O relatório Maje Our Children Healthy Agaim (MAHA), oi Torne Nossas Crianças Saudáveis de Novo”, elaborado por uma comissão liderada pelo secretário de Saúde RFK Jr e publicado pelo governo dos EUA em maio, traz uma série de recomendações sobre doenças crônicas, especialmente em crianças. O relatório destaca o problema da obesidade e diabetes infantil, e aponta como culpados os alimentos ultraprocessados, falta de exercícios físicos, exposição a produtos químicos e excesso de medicamentos.
Mas o relatório traz algo mais: citações de estudos que não existem ou não são de autoria dos pesquisadores indicados. Ou seja, a comissão inventou artigos científicos para justificar suas conclusões, como se fossem baseadas em estudos científicos. Ou, para dar o benefício da dúvida, não foi cuidadosa o suficiente ao checar as referências. Ou ainda, buscou inteligência artificial para buscar referências, e recebeu “alucinações de IA” como resposta.

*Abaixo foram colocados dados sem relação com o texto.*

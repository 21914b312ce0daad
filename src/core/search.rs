/// Line and word search
///
/// A `Searcher` owns one compiled, case-insensitive matcher. Literal terms are
/// escaped before compilation so both modes share the same matching path.

use log::{debug, error};
use regex::{Regex, RegexBuilder};
use serde::{Deserialize, Serialize};

use crate::core::error::AnalysisError;
use crate::core::tokenizer::tokenize;

/// How the search term is interpreted
#[derive(Debug, Clone, Copy, PartialEq, Eq, Default, Serialize, Deserialize, clap::ValueEnum)]
#[serde(rename_all = "lowercase")]
pub enum SearchMode {
    /// Case-insensitive substring match
    #[default]
    Literal,
    /// Case-insensitive regular expression
    Pattern,
}

/// Which match count a hit frequency is based on
#[derive(Debug, Clone, Copy, PartialEq, Eq, Default, Serialize, Deserialize, clap::ValueEnum)]
#[serde(rename_all = "lowercase")]
pub enum MatchShape {
    /// Lines containing at least one match
    #[default]
    Lines,
    /// Words containing at least one match
    Words,
}

/// A line containing the search term
#[derive(Debug, Clone, PartialEq, Eq, Serialize)]
pub struct LineMatch {
    /// 1-based line number
    pub line_number: usize,
    /// Full content of the matching line
    pub line: String,
}

/// A word containing the search term
#[derive(Debug, Clone, PartialEq, Eq, Serialize)]
pub struct WordMatch {
    /// 1-based line number
    pub line_number: usize,
    /// 1-based position of the word within its line
    pub word_number: usize,
    /// The word as it appears in the line
    pub word: String,
}

/// Outcome of running a search over a document
#[derive(Debug, Clone, PartialEq, Serialize)]
pub struct SearchResults {
    pub term: String,
    pub mode: SearchMode,
    pub line_matches: Vec<LineMatch>,
    pub word_matches: Vec<WordMatch>,
}

impl SearchResults {
    /// Number of lines with at least one match
    pub fn match_count(&self) -> usize {
        self.line_matches.len()
    }

    /// Number of words with at least one match
    pub fn word_match_count(&self) -> usize {
        self.word_matches.len()
    }

    /// Count for the requested match shape
    pub fn count(&self, shape: MatchShape) -> usize {
        match shape {
            MatchShape::Lines => self.match_count(),
            MatchShape::Words => self.word_match_count(),
        }
    }

    /// Matches as a percentage of all words
    ///
    /// # Arguments
    ///
    /// * `total_words` - Word count of the searched document
    /// * `shape` - Which match count to use
    ///
    /// # Returns
    ///
    /// The percentage, or 0.0 for a document without words
    pub fn hit_frequency(&self, total_words: usize, shape: MatchShape) -> f64 {
        if total_words == 0 {
            return 0.0;
        }
        self.count(shape) as f64 / total_words as f64 * 100.0
    }
}

/// Case-insensitive searcher for one term
#[derive(Debug, Clone)]
pub struct Searcher {
    term: String,
    mode: SearchMode,
    matcher: Regex,
    line_matches: Vec<LineMatch>,
    word_matches: Vec<WordMatch>,
}

impl Searcher {
    /// Create a searcher and compile its matcher
    ///
    /// # Arguments
    ///
    /// * `term` - Search term, literal text or a regular expression
    /// * `mode` - How to interpret the term
    ///
    /// # Returns
    ///
    /// The searcher, `InvalidArgument` for an empty term, or `InvalidPattern`
    /// when the term is not a valid regular expression
    pub fn new(term: &str, mode: SearchMode) -> Result<Self, AnalysisError> {
        if term.is_empty() {
            return Err(AnalysisError::InvalidArgument(
                "search term must not be empty".to_string(),
            ));
        }

        let source = match mode {
            SearchMode::Literal => regex::escape(term),
            SearchMode::Pattern => term.to_string(),
        };

        let matcher = RegexBuilder::new(&source)
            .case_insensitive(true)
            .build()
            .map_err(|e| {
                error!("Error compiling search pattern {}: {}", term, e);
                AnalysisError::InvalidPattern {
                    pattern: term.to_string(),
                    source: e,
                }
            })?;

        Ok(Self {
            term: term.to_string(),
            mode,
            matcher,
            line_matches: Vec::new(),
            word_matches: Vec::new(),
        })
    }

    pub fn term(&self) -> &str {
        &self.term
    }

    pub fn mode(&self) -> SearchMode {
        self.mode
    }

    /// Scan every line, replacing the results of any earlier run
    pub fn execute<S: AsRef<str>>(&mut self, lines: &[S]) {
        self.line_matches.clear();
        self.word_matches.clear();

        for (index, line) in lines.iter().enumerate() {
            let line = line.as_ref();
            let line_number = index + 1;

            if self.matcher.is_match(line) {
                self.line_matches.push(LineMatch {
                    line_number,
                    line: line.to_string(),
                });
            }

            // Anchored patterns can hit a word without hitting its line
            for (word_index, word) in tokenize(line).enumerate() {
                if self.matcher.is_match(word) {
                    self.word_matches.push(WordMatch {
                        line_number,
                        word_number: word_index + 1,
                        word: word.to_string(),
                    });
                }
            }
        }

        debug!(
            "Search for '{}' matched {} lines and {} words",
            self.term,
            self.line_matches.len(),
            self.word_matches.len()
        );
    }

    /// Number of lines with at least one match
    pub fn match_count(&self) -> usize {
        self.line_matches.len()
    }

    /// Number of words with at least one match
    pub fn word_match_count(&self) -> usize {
        self.word_matches.len()
    }

    pub fn line_matches(&self) -> &[LineMatch] {
        &self.line_matches
    }

    pub fn word_matches(&self) -> &[WordMatch] {
        &self.word_matches
    }

    /// Snapshot of the latest run
    pub fn results(&self) -> SearchResults {
        SearchResults {
            term: self.term.clone(),
            mode: self.mode,
            line_matches: self.line_matches.clone(),
            word_matches: self.word_matches.clone(),
        }
    }

    /// Consume the searcher and keep only its results
    pub fn into_results(self) -> SearchResults {
        SearchResults {
            term: self.term,
            mode: self.mode,
            line_matches: self.line_matches,
            word_matches: self.word_matches,
        }
    }
}
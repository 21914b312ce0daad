/// Error types raised by the analysis engine
///
/// File loading and report writing failures are not represented here; those
/// are application concerns and travel as `anyhow::Error`.

use thiserror::Error;

/// Errors produced by the text analysis engine
#[derive(Debug, Error)]
pub enum AnalysisError {
    /// The search term could not be compiled as a regular expression
    #[error("Invalid search pattern '{pattern}': {source}")]
    InvalidPattern {
        pattern: String,
        #[source]
        source: regex::Error,
    },

    /// Readability scores need at least one word and one sentence
    #[error("Readability is undefined for {words} words in {sentences} sentences")]
    DivisionByZero { words: usize, sentences: usize },

    /// An argument was outside the accepted range
    #[error("Invalid argument: {0}")]
    InvalidArgument(String),
}
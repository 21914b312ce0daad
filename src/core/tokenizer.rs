/// Word tokenizer
///
/// A word is a maximal run of letters, digits and underscores. Everything
/// else separates words, and runs of separators never produce empty tokens.

/// Returns true for characters that belong to a word
pub fn is_word_char(c: char) -> bool {
    c.is_alphanumeric() || c == '_'
}

/// Lazy iterator over the words of a single line
///
/// Cheap to clone: a clone walks the remaining words again without
/// allocating.
#[derive(Debug, Clone)]
pub struct Tokens<'a> {
    rest: &'a str,
}

impl<'a> Iterator for Tokens<'a> {
    type Item = &'a str;

    fn next(&mut self) -> Option<&'a str> {
        let start = self.rest.find(is_word_char)?;
        let tail = &self.rest[start..];
        let end = tail
            .find(|c: char| !is_word_char(c))
            .unwrap_or(tail.len());

        let (token, rest) = tail.split_at(end);
        self.rest = rest;
        Some(token)
    }
}

/// Split a line into word tokens, keeping their original casing
pub fn tokenize(line: &str) -> Tokens<'_> {
    Tokens { rest: line }
}

/// Count the tokens across every line
pub fn count_tokens<S: AsRef<str>>(lines: &[S]) -> usize {
    lines.iter().map(|line| tokenize(line.as_ref()).count()).sum()
}
/// Core module for text analysis
///
/// This module contains the analysis engine: tokenization, word statistics,
/// search, readability scoring, and the analyzer that ties them together.

pub mod analyzer;
pub mod error;
pub mod readability;
pub mod search;
pub mod statistics;
pub mod tokenizer;
/// File handling utilities
///
/// This module loads documents from disk as lines of text. Loading happens
/// before the engine runs, so a failure here means no analysis at all.

use std::fs;
use std::path::{Path, PathBuf};

use anyhow::{Context, Result};
use log::{info, warn};

/// A document loaded as lines of text
#[derive(Debug, Clone)]
pub struct TextDocument {
    /// Where the document was loaded from
    path: PathBuf,
    /// Document lines without their line terminators
    lines: Vec<String>,
}

impl TextDocument {
    /// Read a text file into lines.
    ///
    /// Invalid UTF-8 is replaced rather than rejected, with a warning.
    ///
    /// # Arguments
    ///
    /// * `file_path` - Path to the file
    ///
    /// # Returns
    ///
    /// The loaded document, or an error naming the file that could not be read
    pub fn load(file_path: &Path) -> Result<Self> {
        let bytes = fs::read(file_path)
            .with_context(|| format!("Failed to read file: {}", file_path.display()))?;

        let content = match String::from_utf8(bytes) {
            Ok(content) => content,
            Err(e) => {
                warn!(
                    "File {} is not valid UTF-8, replacing invalid sequences",
                    file_path.display()
                );
                String::from_utf8_lossy(e.as_bytes()).into_owned()
            }
        };

        let document = Self::from_text(file_path, &content);
        info!(
            "Loaded {} lines from {}",
            document.lines.len(),
            file_path.display()
        );

        Ok(document)
    }

    /// Build a document from text already in memory
    pub fn from_text<P: AsRef<Path>>(path: P, content: &str) -> Self {
        Self {
            path: path.as_ref().to_path_buf(),
            lines: content.lines().map(str::to_string).collect(),
        }
    }

    pub fn path(&self) -> &Path {
        &self.path
    }

    /// File name without its directories, for result rows
    pub fn file_name(&self) -> String {
        self.path
            .file_name()
            .map(|name| name.to_string_lossy().to_string())
            .unwrap_or_else(|| self.path.to_string_lossy().to_string())
    }

    pub fn lines(&self) -> &[String] {
        &self.lines
    }

    pub fn is_empty(&self) -> bool {
        self.lines.is_empty()
    }
}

Entre os estudos inexistentes citados temos artigos sobre saúde mental, propaganda de fármacos e até mesmo prescrição de medicamentos, como reporta a investigação conduzida pelo jornal The New York Times. O jornal traz relatos de cientistas como a professora de epidemiologia Katherine Keyes, da Universidade de Colúmbia, que ficou surpresa ao ver seu nome na lista de autores citado em um estudo sobre saúde mental de adolescentes. Ela não é autora do trabalho que não existe em nenhum banco de dados.
O governo dos EUA se defendeu dizendo que os erros são apenas pequenas imprecisões que não afetam a substância do relatório que, segue sendo um “marco histórico”. A Casa Branca publicou uma versão corrigida.
Além do absurdo de termos a publicação de um relatório que se diz transformador para a saúde pública com erros que ficam no limite entre fraude e incompetência, o trabalho em si não propõe soluções reais para os problemas que quer resolver.
RFK Jr é porta-voz de uma ideologia obscurantista que vê tudo que não é “natural” como essencialmente maléfico. O texto é carregado de paranoia em relação a supostos contaminantes ambientais químicos, que estariam por toda a parte, incluindo no leite materno e na poeira doméstica, causando doenças – paranoia que serve bem aos vendedores de “processos detox”, mas sem apoio em evidências. Até o flúor adicionado na água para preservar a saúde dos dentes entre na lista desses perigosos “contaminantes”.
O relatório também ataca a vacinação infantil. Critica-se um suposto excesso de vacinas infantis e apresenta-se a recorrente alegação de RFK Jr de que as vacinas não foram bem testadas. Nenhuma dessas preocupações procede. As vacinas atuais trabalham com menos estímulos no sistema imune das crianças do que as do passado e muito menos ainda do que as doenças que previvem. Todas as vacinas disponíveis foram rigorosamente testadas e aprovadas.
Chama a atenção, ainda, a desconexão entre a preocupação expressa do relatório com a alimentação infantil e as ações do governo que RFK Jr serve. Promover alimentação saudável para crianças é louvável. Mas, na prática, temos poucas ações concretas.
Em março deste ano, o Departamento de Agricultura cancelou um programa que levava frutas e verduras de produtores locais para escolas. O consumo de frutas e verduras é cientificamente comprovado como eficaz para prevenção de doenças metabólicas, cardiovasculares e câncer.
Pesquisadores que trabalham com a pesquisa em nutrição infantil perderam seus financiamentos e, um dos principais pesquisadores sobre os ultraprocessados Kevin Hall deixou seu cargo no governo federal alegando censura de seus estudos.
O relatório MAHA, parece mais uma peça de propaganda ideológica do que um documento feito com o devido rigor científico e com real interesse em promover a saúde infantil.